┏━━

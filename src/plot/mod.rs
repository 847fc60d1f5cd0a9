//! Plot data shared by the ASCII renderer and the TUI.
//!
//! A colour-magnitude diagram uses two bands for the colour (`blue - red`) and
//! one band for the vertical axis.

use crate::domain::ObservationSet;
use crate::isochrone::GridSet;
use crate::math::log_space;

pub mod ascii;

pub use ascii::{render_cmd, render_trace};

/// Points sampled along a model isochrone.
pub const TRACK_SAMPLES: usize = 200;

/// Band indices of a colour-magnitude diagram.
#[derive(Debug, Clone, Copy, PartialEq, Eq)]
pub struct CmdAxes {
    pub blue: usize,
    pub red: usize,
    pub magnitude: usize,
}

impl CmdAxes {
    /// `band0 - band1` against `band1`; `None` with fewer than two bands.
    pub fn for_band_count(n: usize) -> Option<Self> {
        (n >= 2).then_some(Self {
            blue: 0,
            red: 1,
            magnitude: 1,
        })
    }

    /// `(x label, y label)` for the given band names.
    pub fn labels(&self, bands: &[String]) -> (String, String) {
        let name = |i: usize| bands.get(i).map_or("?", String::as_str);
        (
            format!("{} - {}", name(self.blue), name(self.red)),
            name(self.magnitude).to_string(),
        )
    }
}

/// Observed stars as `(colour, magnitude)`.
pub fn observed_points(observations: &ObservationSet, axes: CmdAxes) -> Vec<(f64, f64)> {
    (0..observations.star_count())
        .map(|star| {
            let blue = observations.magnitude(axes.blue, star);
            let red = observations.magnitude(axes.red, star);
            (blue - red, observations.magnitude(axes.magnitude, star))
        })
        .filter(|(x, y)| x.is_finite() && y.is_finite())
        .collect()
}

/// Model isochrone at `(feh, age)` as `(colour, magnitude)`, ordered by mass.
///
/// Masses the grids cannot evaluate are left out.
pub fn isochrone_track(grids: &GridSet, feh: f64, age: f64, axes: CmdAxes, samples: usize) -> Vec<(f64, f64)> {
    let (lo, hi) = grids.mass_range();
    let Ok(masses) = log_space(lo, hi, samples.max(2)) else {
        return Vec::new();
    };
    masses
        .into_iter()
        .filter_map(|mass| {
            let mag = |band| grids.magnitude_at(age, mass, feh, band, None);
            Some((mag(axes.blue)? - mag(axes.red)?, mag(axes.magnitude)?))
        })
        .collect()
}

#[cfg(test)]
mod tests {
    use super::*;
    use crate::isochrone::grid::fixtures::two_age_grid;

    #[test]
    fn track_follows_grid_colours() {
        let grids = GridSet::new(vec![two_age_grid(0.0, 0.0)]).unwrap();
        let axes = CmdAxes::for_band_count(2).unwrap();
        let track = isochrone_track(&grids, 0.0, 8.0, axes, 3);
        // Masses 0.5, sqrt(0.75), 1.5: endpoints are exact grid rows.
        assert_eq!(track.len(), 3);
        assert!((track[0].0 - (5.0 - 6.0)).abs() < 1e-12);
        assert!((track[0].1 - 6.0).abs() < 1e-12);
        assert!((track[2].0 - (3.0 - 3.2)).abs() < 1e-12);
        assert!((track[2].1 - 3.2).abs() < 1e-12);

        assert!(isochrone_track(&grids, 1.0, 8.0, axes, 10).is_empty());
    }

    #[test]
    fn axes_need_two_bands() {
        assert!(CmdAxes::for_band_count(1).is_none());
        let axes = CmdAxes::for_band_count(3).unwrap();
        let (x, y) = axes.labels(&["B".into(), "V".into(), "R".into()]);
        assert_eq!(x, "B - V");
        assert_eq!(y, "V");
    }

    #[test]
    fn observed_points_use_colour_and_magnitude() {
        let obs = ObservationSet::new(
            vec!["B".into(), "V".into()],
            vec![vec![10.0, 12.5], vec![9.5, 11.0]],
            vec![vec![0.1, 0.1], vec![0.1, 0.1]],
        )
        .unwrap();
        let pts = observed_points(&obs, CmdAxes::for_band_count(2).unwrap());
        assert_eq!(pts, vec![(0.5, 9.5), (1.5, 11.0)]);
    }
}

┗━━

Task description: Out of the listing above, reproduce exactly the lines from the one with "(n >= 2).then_some(Self" up to and including the one with "exact grid rows.".

Task output:
        (n >= 2).then_some(Self {
            blue: 0,
            red: 1,
            magnitude: 1,
        })
    }

    /// `(x label, y label)` for the given band names.
    pub fn labels(&self, bands: &[String]) -> (String, String) {
        let name = |i: usize| bands.get(i).map_or("?", String::as_str);
        (
            format!("{} - {}", name(self.blue), name(self.red)),
            name(self.magnitude).to_string(),
        )
    }
}

/// Observed stars as `(colour, magnitude)`.
pub fn observed_points(observations: &ObservationSet, axes: CmdAxes) -> Vec<(f64, f64)> {
    (0..observations.star_count())
        .map(|star| {
            let blue = observations.magnitude(axes.blue, star);
            let red = observations.magnitude(axes.red, star);
            (blue - red, observations.magnitude(axes.magnitude, star))
        })
        .filter(|(x, y)| x.is_finite() && y.is_finite())
        .collect()
}

/// Model isochrone at `(feh, age)` as `(colour, magnitude)`, ordered by mass.
///
/// Masses the grids cannot evaluate are left out.
pub fn isochrone_track(grids: &GridSet, feh: f64, age: f64, axes: CmdAxes, samples: usize) -> Vec<(f64, f64)> {
    let (lo, hi) = grids.mass_range();
    let Ok(masses) = log_space(lo, hi, samples.max(2)) else {
        return Vec::new();
    };
    masses
        .into_iter()
        .filter_map(|mass| {
            let mag = |band| grids.magnitude_at(age, mass, feh, band, None);
            Some((mag(axes.blue)? - mag(axes.red)?, mag(axes.magnitude)?))
        })
        .collect()
}

#[cfg(test)]
mod tests {
    use super::*;
    use crate::isochrone::grid::fixtures::two_age_grid;

    #[test]
    fn track_follows_grid_colours() {
        let grids = GridSet::new(vec![two_age_grid(0.0, 0.0)]).unwrap();
        let axes = CmdAxes::for_band_count(2).unwrap();
        let track = isochrone_track(&grids, 0.0, 8.0, axes, 3);
        // Masses 0.5, sqrt(0.75), 1.5: endpoints are exact grid rows.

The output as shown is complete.